April 1995

Neuropathological Changes in Down's Syndrome Hippocampal FormationEffect of Age and Apolipoprotein E Genotype

Author Affiliations

From the Neurology Service, Massachusetts General Hospital, Harvard Medical School, Boston (Drs Hyman, Rebeck, and Lai and Mr West); the Shriver Center, Waltham, Mass (Dr Lai); and the Department of Pathological Sciences, University of Manchester (England) (Dr Mann).

Arch Neurol. 1995;52(4):373-378. doi:10.1001/archneur.1995.00540280059019

Background:  The neuropathological changes of Alzheimer's disease occur universally in individuals with Down's syndrome as they reach middle age and worsen with increasing age. Thus, evaluation of patients of various ages with Down's syndrome allows one to construct a life history of the development of neuropathological changes associated with Alzheimer's disease at various points in the disease process.

Methods:  We have used semiquantitative scales and quantitative computerized image analysis techniques to analyze the characteristics of neurofibrillary tangle formation and Aβ amyloid deposition in the hippocampal formation and inferior temporal gyrus in 36 individuals with Down's syndrome ranging in age from 4 to 73 years.

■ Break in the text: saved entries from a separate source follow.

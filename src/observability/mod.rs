//! Observability subsystem.
//!
//! # Data Flow
//! ```text
//! All subsystems produce:
//!     → logging.rs (structured log events)
//!     → metrics.rs (counters, histograms)
//!
//! Consumers:
//!     → Log aggregation (stdout, pretty or JSON)
//!     → Metrics endpoint (Prometheus scrape)
//! ```
//!
//! # Design Decisions
//! - Structured logging (JSON) for machine parsing
//! - Request ID flows from the inbound request to the upstream call
//! - Metrics are cheap; recording without an installed exporter is a no-op

pub mod logging;
pub mod metrics;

Results:  Neurofibrillary tangles occur in a hierarchical distribution in a circumscribed set of neuronal fields, affecting the entorhinal cortex, area CAl/subiculum, then other hippocampal subfields. Although amyloid deposition occurs more evenly in a more widespread distribution, it also accumulates over the years 30 to 50. Surprisingly, examination of the patients available older than 50 years showed no trend toward continued increased deposition of amyloid. Within this group, however, individuals who had inherited the apolipoprotein E (Apo E) ε4 genotype contained more than twice the amyloid burden of individuals who did not inherit the Apo E ε4 genotype.

Comment:  This large series of cases confirms earlier observations that had suggested early vulnerability of entorhinal cortex and CAl/subiculum for neurofibrillary tangles and a more widespread but specific topography of Aβ deposition. Moreover, it demonstrates quantitatively that the lesions increase to a certain level and then apparently reach a plateau. The level of amyloid deposition in Down's syndrome is higher than in sporadic Alzheimer's disease. Inheritance of the Apo E ε4 genotype appears to be an additional (independent) risk factor for developing higher levels of amyloid accumulation.